/// ASCIIHexDecode: whitespace is ignored, `>` ends the data, and an odd final digit is padded
/// with 0.
fn decode_ascii_hex(data: &[u8]) -> Result<Vec<u8>> {
    let mut out = Vec::with_capacity(data.len() / 2);
    let mut high = None;
    for (i, &b) in data.iter().enumerate() {
        if b == b'>' {
            break;
        }
        if is_whitespace(b) {
            continue;
        }
        let n = decode_nibble(b).ok_or(PdfError::HexDecode { pos: i, bytes: [b, 0] })?;
        match high.take() {
            None => high = Some(n),
            Some(h) => out.push(h << 4 | n),
        }
    }
    if let Some(h) = high {
        out.push(h << 4);
    }
    Ok(out)
}
fn encode_ascii_hex(data: &[u8]) -> Vec<u8> {
    let mut buf = encode_hex(data);
    buf.push(b'>');
    buf
}

#[inline]
fn is_whitespace(b: u8) -> bool {
    matches!(b, 0 | b'\t' | b'\n' | 0x0c | b'\r' | b' ')
}

#[inline]
fn sym_85(byte: u8) -> Option<u8> {
    match byte {
        b @ 0x21 ..= 0x75 => Some(b - 0x21),
        _ => None
    }
}

fn word_85([a, b, c, d, e]: [u8; 5]) -> Option<[u8; 4]> {
    fn s(b: u8) -> Option<u32> { sym_85(b).map(|n| n as u32) }
    let (a, b, c, d, e) = (s(a)?, s(b)?, s(c)?, s(d)?, s(e)?);
    let q = (((a * 85 + b) * 85 + c) * 85 + d).checked_mul(85)?.checked_add(e)?;
    Some(q.to_be_bytes())
}

fn decode_85(data: &[u8]) -> Result<Vec<u8>> {
    let mut out = Vec::with_capacity((data.len() + 4) / 5 * 4);

    let mut stream = data.iter().cloned()
        .filter(|&b| !is_whitespace(b));

    let mut symbols = stream.by_ref()
        .take_while(|&b| b != b'~');

    let (tail_len, tail) = loop {
        match symbols.next() {
            Some(b'z') => out.extend_from_slice(&[0; 4]),
            Some(a) => {
                let (b, c, d, e) = match (symbols.next(), symbols.next(), symbols.next(), symbols.next()) {
                    (Some(b), Some(c), Some(d), Some(e)) => (b, c, d, e),
                    (None, _, _, _) => break (1, [a, b'u', b'u', b'u', b'u']),
                    (Some(b), None, _, _) => break (2, [a, b, b'u', b'u', b'u']),
                    (Some(b), Some(c), None, _) => break (3, [a, b, c, b'u', b'u']),
                    (Some(b), Some(c), Some(d), None) => break (4, [a, b, c, d, b'u']),
                };
                out.extend_from_slice(&word_85([a, b, c, d, e]).ok_or(PdfError::Ascii85TailError)?);
            }
            None => break (0, [b'u'; 5])
        }
    };

    if tail_len > 0 {
        if tail_len == 1 {
            return Err(PdfError::Ascii85TailError);
        }
        let last = word_85(tail).ok_or(PdfError::Ascii85TailError)?;
        out.extend_from_slice(&last[.. tail_len-1]);
    }

    match (stream.next(), stream.next()) {
        (Some(b'>'), None) | (None, None) => Ok(out),
        _ => Err(PdfError::Ascii85TailError)
    }
}

#[inline]
fn divmod(n: u32, m: u32) -> (u32, u32) {
    (n / m, n % m)
}

#[inline]
fn a85(n: u32) -> u8 {
    n as u8 + 0x21
}

#[inline]
fn base85_chunk(c: [u8; 4]) -> [u8; 5] {
    let n = u32::from_be_bytes(c);
    let (n, e) = divmod(n, 85);
    let (n, d) = divmod(n, 85);
    let (n, c) = divmod(n, 85);
    let (a, b) = divmod(n, 85);

    [a85(a), a85(b), a85(c), a85(d), a85(e)]
}

fn encode_85(data: &[u8]) -> Vec<u8> {
    let mut buf = Vec::with_capacity((data.len() / 4) * 5 + 10);
    let mut chunks = data.chunks_exact(4);
    for chunk in chunks.by_ref() {
        let c: [u8; 4] = match chunk.try_into() {
            Ok(c) => c,
            Err(_) => continue,
        };
        if c == [0; 4] {
            buf.push(b'z');
        } else {
            buf.extend_from_slice(&base85_chunk(c));
        }
    }

    let r = chunks.remainder();
    if !r.is_empty() {
        let mut c = [0; 4];
        c[.. r.len()].copy_from_slice(r);
        let out = base85_chunk(c);
        buf.extend_from_slice(&out[.. r.len() + 1]);
    }
    buf.extend_from_slice(b"~>");
    buf
}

REQUIRED WORK: For the material above, reproduce exactly the lines from the line with "None => break (0, [b'u'; 5])" to the line with "let last = word_85(tail).ok_or(PdfError::Ascii85TailError)?;", inclusive, and exclude all others.

EXERCISE SOLUTION:
            None => break (0, [b'u'; 5])
        }
    };

    if tail_len > 0 {
        if tail_len == 1 {
            return Err(PdfError::Ascii85TailError);
        }
        let last = word_85(tail).ok_or(PdfError::Ascii85TailError)?;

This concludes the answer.